= EXERCISE BRIEF =
From the records below, set down exactly the lines starting with the line that contains "let mut count = 0;" and going on through the line that contains "values are available.". Nothing else is wanted.

START RECORDS FOR THE EXERCISE

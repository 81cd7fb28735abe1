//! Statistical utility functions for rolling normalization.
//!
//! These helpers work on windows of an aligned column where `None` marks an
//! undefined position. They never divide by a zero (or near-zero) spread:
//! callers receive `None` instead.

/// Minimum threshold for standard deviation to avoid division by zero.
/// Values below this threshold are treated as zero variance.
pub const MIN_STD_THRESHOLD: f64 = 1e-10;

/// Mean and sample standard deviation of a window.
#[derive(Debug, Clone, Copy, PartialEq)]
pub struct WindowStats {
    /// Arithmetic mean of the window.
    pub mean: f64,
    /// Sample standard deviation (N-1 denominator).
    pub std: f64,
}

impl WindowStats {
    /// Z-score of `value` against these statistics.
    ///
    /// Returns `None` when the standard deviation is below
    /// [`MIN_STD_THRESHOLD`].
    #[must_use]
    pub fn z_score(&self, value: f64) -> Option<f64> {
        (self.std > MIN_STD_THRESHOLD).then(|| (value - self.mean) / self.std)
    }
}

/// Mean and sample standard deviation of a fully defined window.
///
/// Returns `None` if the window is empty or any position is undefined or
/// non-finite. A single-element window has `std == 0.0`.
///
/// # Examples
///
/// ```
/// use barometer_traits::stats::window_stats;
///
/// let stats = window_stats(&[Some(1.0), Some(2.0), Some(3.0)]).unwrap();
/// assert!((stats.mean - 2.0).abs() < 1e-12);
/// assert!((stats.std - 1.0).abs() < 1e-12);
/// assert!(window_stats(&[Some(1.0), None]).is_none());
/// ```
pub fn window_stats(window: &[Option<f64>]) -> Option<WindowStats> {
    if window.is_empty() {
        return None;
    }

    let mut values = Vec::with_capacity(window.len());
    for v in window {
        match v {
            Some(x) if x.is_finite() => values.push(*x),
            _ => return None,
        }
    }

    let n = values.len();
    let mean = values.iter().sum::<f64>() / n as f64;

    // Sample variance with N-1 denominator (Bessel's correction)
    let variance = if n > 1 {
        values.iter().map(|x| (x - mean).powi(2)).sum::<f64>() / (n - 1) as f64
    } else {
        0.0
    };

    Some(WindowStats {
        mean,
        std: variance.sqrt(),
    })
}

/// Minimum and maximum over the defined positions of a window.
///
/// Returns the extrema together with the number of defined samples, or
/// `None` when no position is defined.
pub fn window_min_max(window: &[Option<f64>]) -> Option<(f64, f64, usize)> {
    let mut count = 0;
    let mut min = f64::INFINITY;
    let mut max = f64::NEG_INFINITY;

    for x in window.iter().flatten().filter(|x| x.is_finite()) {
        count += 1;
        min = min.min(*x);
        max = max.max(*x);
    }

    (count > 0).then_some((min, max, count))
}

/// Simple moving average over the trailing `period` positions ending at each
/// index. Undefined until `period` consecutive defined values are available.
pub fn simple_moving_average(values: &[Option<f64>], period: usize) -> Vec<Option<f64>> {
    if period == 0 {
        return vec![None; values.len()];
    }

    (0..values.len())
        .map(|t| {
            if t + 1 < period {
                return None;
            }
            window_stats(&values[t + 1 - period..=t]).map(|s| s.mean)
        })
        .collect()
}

END RECORDS FOR THE EXERCISE
START RECORDS FOR THE EXERCISE

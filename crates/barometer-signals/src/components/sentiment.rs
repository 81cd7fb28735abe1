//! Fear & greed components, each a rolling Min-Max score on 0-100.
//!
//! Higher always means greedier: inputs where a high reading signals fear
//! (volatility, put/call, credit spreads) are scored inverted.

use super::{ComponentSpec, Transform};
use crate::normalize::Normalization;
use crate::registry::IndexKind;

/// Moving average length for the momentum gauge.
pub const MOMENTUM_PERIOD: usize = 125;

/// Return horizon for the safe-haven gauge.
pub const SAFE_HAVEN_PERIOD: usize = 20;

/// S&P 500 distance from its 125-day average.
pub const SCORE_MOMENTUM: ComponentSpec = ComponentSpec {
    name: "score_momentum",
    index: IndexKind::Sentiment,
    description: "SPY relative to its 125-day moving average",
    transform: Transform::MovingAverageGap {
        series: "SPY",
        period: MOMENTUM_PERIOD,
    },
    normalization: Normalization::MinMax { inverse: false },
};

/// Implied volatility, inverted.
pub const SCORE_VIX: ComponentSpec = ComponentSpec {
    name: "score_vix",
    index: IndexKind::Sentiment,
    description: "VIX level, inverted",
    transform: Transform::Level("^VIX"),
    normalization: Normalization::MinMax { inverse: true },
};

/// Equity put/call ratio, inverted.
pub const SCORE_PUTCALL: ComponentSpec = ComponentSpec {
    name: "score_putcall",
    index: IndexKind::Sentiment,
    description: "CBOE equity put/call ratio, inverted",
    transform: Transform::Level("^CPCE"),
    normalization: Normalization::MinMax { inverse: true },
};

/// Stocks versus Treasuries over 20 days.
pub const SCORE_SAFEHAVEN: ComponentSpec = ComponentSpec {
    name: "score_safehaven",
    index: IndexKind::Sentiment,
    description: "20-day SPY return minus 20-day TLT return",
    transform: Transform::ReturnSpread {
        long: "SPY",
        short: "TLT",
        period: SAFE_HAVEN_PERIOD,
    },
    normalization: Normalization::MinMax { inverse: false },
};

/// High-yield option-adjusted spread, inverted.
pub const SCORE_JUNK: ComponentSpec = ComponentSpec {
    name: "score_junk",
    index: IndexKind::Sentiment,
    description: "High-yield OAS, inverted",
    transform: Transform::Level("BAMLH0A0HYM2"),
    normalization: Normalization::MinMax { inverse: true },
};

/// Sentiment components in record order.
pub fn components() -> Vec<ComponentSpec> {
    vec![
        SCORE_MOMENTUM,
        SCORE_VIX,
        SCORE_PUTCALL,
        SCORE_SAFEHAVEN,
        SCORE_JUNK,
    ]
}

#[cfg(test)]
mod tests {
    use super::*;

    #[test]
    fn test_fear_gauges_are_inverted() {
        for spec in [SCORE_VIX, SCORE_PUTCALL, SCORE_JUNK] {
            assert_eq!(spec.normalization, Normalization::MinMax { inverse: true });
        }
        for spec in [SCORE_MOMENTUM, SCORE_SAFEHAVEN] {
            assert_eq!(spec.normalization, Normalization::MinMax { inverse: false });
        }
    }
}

END RECORDS FOR THE EXERCISE

= RESULT OF THIS EXERCISE =
    let mut count = 0;
    let mut min = f64::INFINITY;
    let mut max = f64::NEG_INFINITY;

    for x in window.iter().flatten().filter(|x| x.is_finite()) {
        count += 1;
        min = min.min(*x);
        max = max.max(*x);
    }

    (count > 0).then_some((min, max, count))
}

/// Simple moving average over the trailing `period` positions ending at each
/// index. Undefined until `period` consecutive defined values are available.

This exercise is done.